The Role of a PARP1 Genetic Variant in Development of Lupus
Location(s): United States
Many Americans have lupus and there is very little known about the etiology of the disease. Lupus has no cure. Our research suggests that people with a mutation in a specific DNA repair gene might be predisposed to SLE. We will characterize this genetic mutation in a mouse model and in cells to determine if it is linked to development of lupus. Our work is significant because it will provide biomarkers for SLE and also we will learn how mutations in DNA repair genes result in lupus. Our work may provide knowledge that can lead to more effective treatment for this disease.

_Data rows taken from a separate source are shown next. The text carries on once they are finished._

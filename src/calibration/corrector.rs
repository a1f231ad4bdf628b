use crate::calibration::{
    AccelerometerCalibration, CalibrationProfile, GyroscopeCalibration, MagnetometerCalibration,
};
use crate::num::Real;
use crate::{AccelerometerReading, GyroscopeReading, MagnetometerReading};

#[inline]
fn offset_and_scale<T: Real>(raw: [T; 3], offset: &[T; 3], scale: &[T; 3]) -> [T; 3] {
    [
        (raw[0] - offset[0]) * scale[0],
        (raw[1] - offset[1]) * scale[1],
        (raw[2] - offset[2]) * scale[2],
    ]
}

impl<T> AccelerometerCalibration<T>
where
    T: Real,
{
    /// Removes the bias, then applies the per-axis scale.
    pub fn correct(&self, raw: &AccelerometerReading<T>) -> AccelerometerReading<T> {
        offset_and_scale((*raw).into(), &self.bias, &self.scale).into()
    }
}

impl<T> GyroscopeCalibration<T>
where
    T: Real,
{
    /// Removes the zero-rate bias.
    pub fn correct(&self, raw: &GyroscopeReading<T>) -> GyroscopeReading<T> {
        GyroscopeReading::new(
            raw.omega_x - self.bias[0],
            raw.omega_y - self.bias[1],
            raw.omega_z - self.bias[2],
        )
    }
}

impl<T> MagnetometerCalibration<T>
where
    T: Real,
{
    /// Removes the hard-iron offset, then applies the soft-iron scale.
    pub fn correct(&self, raw: &MagnetometerReading<T>) -> MagnetometerReading<T> {
        offset_and_scale((*raw).into(), &self.hard_iron_offset, &self.soft_iron_scale).into()
    }
}

impl<T> CalibrationProfile<T>
where
    T: Real,
{
    /// Corrects an accelerometer reading (in g); identity if the section is absent.
    pub fn correct_accelerometer(&self, raw: &AccelerometerReading<T>) -> AccelerometerReading<T> {
        match &self.accelerometer {
            Some(calibration) => calibration.correct(raw),
            None => *raw,
        }
    }

    /// Corrects a gyroscope reading (in °/s); identity if the section is absent.
    pub fn correct_gyroscope(&self, raw: &GyroscopeReading<T>) -> GyroscopeReading<T> {
        match &self.gyroscope {
            Some(calibration) => calibration.correct(raw),
            None => *raw,
        }
    }

    /// Corrects a magnetometer reading (in µT); identity if the section is absent.
    pub fn correct_magnetometer(&self, raw: &MagnetometerReading<T>) -> MagnetometerReading<T> {
        match &self.magnetometer {
            Some(calibration) => calibration.correct(raw),
            None => *raw,
        }
    }
}
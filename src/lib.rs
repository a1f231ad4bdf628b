//! Orientation estimation for MARG (Magnetic, Angular Rate, and Gravity) sensors.
//!
//! Raw samples pass through three stages per tick:
//!
//! 1. [`calibration`] removes sensor biases and scale errors,
//! 2. [`frame`] maps each sensor's device axes into the North-East-Down frame,
//! 3. [`ekf`] fuses the readings into roll, pitch, yaw and a gyroscope bias estimate.
//!
//! [`OrientationPipeline`] wires these stages together for a [`device::ImuDevice`].

// Enable no_std mode.
#![cfg_attr(not(feature = "std"), no_std)]
#![forbid(unsafe_code)]
// Only enables the `doc_cfg` feature when the `docsrs` configuration attribute is defined.
#![cfg_attr(docsrs, feature(doc_cfg))]

extern crate alloc;

mod accelerometer_noise;
mod accelerometer_reading;
pub mod calibration;
pub mod device;
pub mod ekf;
mod error;
mod euler_angles;
pub mod frame;
mod gyroscope_bias;
mod gyroscope_reading;
mod magnetometer_reading;
mod num;
mod pipeline;

pub use crate::accelerometer_noise::AccelerometerNoise;
pub use crate::accelerometer_reading::AccelerometerReading;
pub use crate::calibration::CalibrationProfile;
pub use crate::ekf::{EstimatorConfig, OrientationEstimator, OrientationReport};
pub use crate::error::Error;
pub use crate::euler_angles::EulerAngles;
pub use crate::frame::MountingTable;
pub use crate::gyroscope_bias::GyroscopeBias;
pub use crate::gyroscope_reading::GyroscopeReading;
pub use crate::magnetometer_reading::MagnetometerReading;
pub use crate::num::{degrees, radians, DetectGimbalLock, NormalizeAngle, Real};
pub use crate::pipeline::OrientationPipeline;
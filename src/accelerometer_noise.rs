use crate::num::Real;
use nalgebra::Matrix3;
use serde::{Deserialize, Serialize};

/// Per-axis accelerometer measurement noise variances, in (m/s²)².
///
/// These form the diagonal of the accelerometer measurement noise
/// covariance matrix R.
#[derive(Copy, Clone, Debug, Default, PartialEq, Serialize, Deserialize)]
#[cfg_attr(test, ensure_uniform_type::ensure_uniform_type)]
#[repr(C)]
pub struct AccelerometerNoise<T> {
    /// The noise variance along the x-axis.
    pub x: T,
    /// The noise variance along the y-axis.
    pub y: T,
    /// The noise variance along the z-axis.
    pub z: T,
}

impl<T> AccelerometerNoise<T> {
    /// Initializes a new [`AccelerometerNoise`] instance.
    #[inline(always)]
    pub const fn new(x: T, y: T, z: T) -> Self {
        Self { x, y, z }
    }

    /// Initializes a new [`AccelerometerNoise`] instance with the same variance on all axes.
    #[inline(always)]
    pub const fn uniform(variance: T) -> Self
    where
        T: Copy,
    {
        Self::new(variance, variance, variance)
    }

    /// Builds the 3×3 measurement noise covariance matrix.
    pub fn covariance(&self) -> Matrix3<T>
    where
        T: Real,
    {
        Matrix3::from_diagonal(&nalgebra::Vector3::new(self.x, self.y, self.z))
    }
}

The Specific Aims of the application are 1) To test the hypothesis that mice harboring the PARP1 GV develop lupus and 2) To test the hypothesis that the PARP1 SNP we have identified as being linked to SLE in humans results in compromised DNA repair. To achieve these aims we will generate mice harboring the PARP1 GV and characterize the development of lupus. We will also characterize this variant in tissue culture cells for its ability to participate in DNA rpair and characterize the lymphocytes of individuals with the PARP1 variant to determine if they have compromised DNA repair. This exploratory project will provide a rigorous test of our hypothesis and has the potential to provide mechanistic insights regarding the link between aberrant DNA repair and lupus.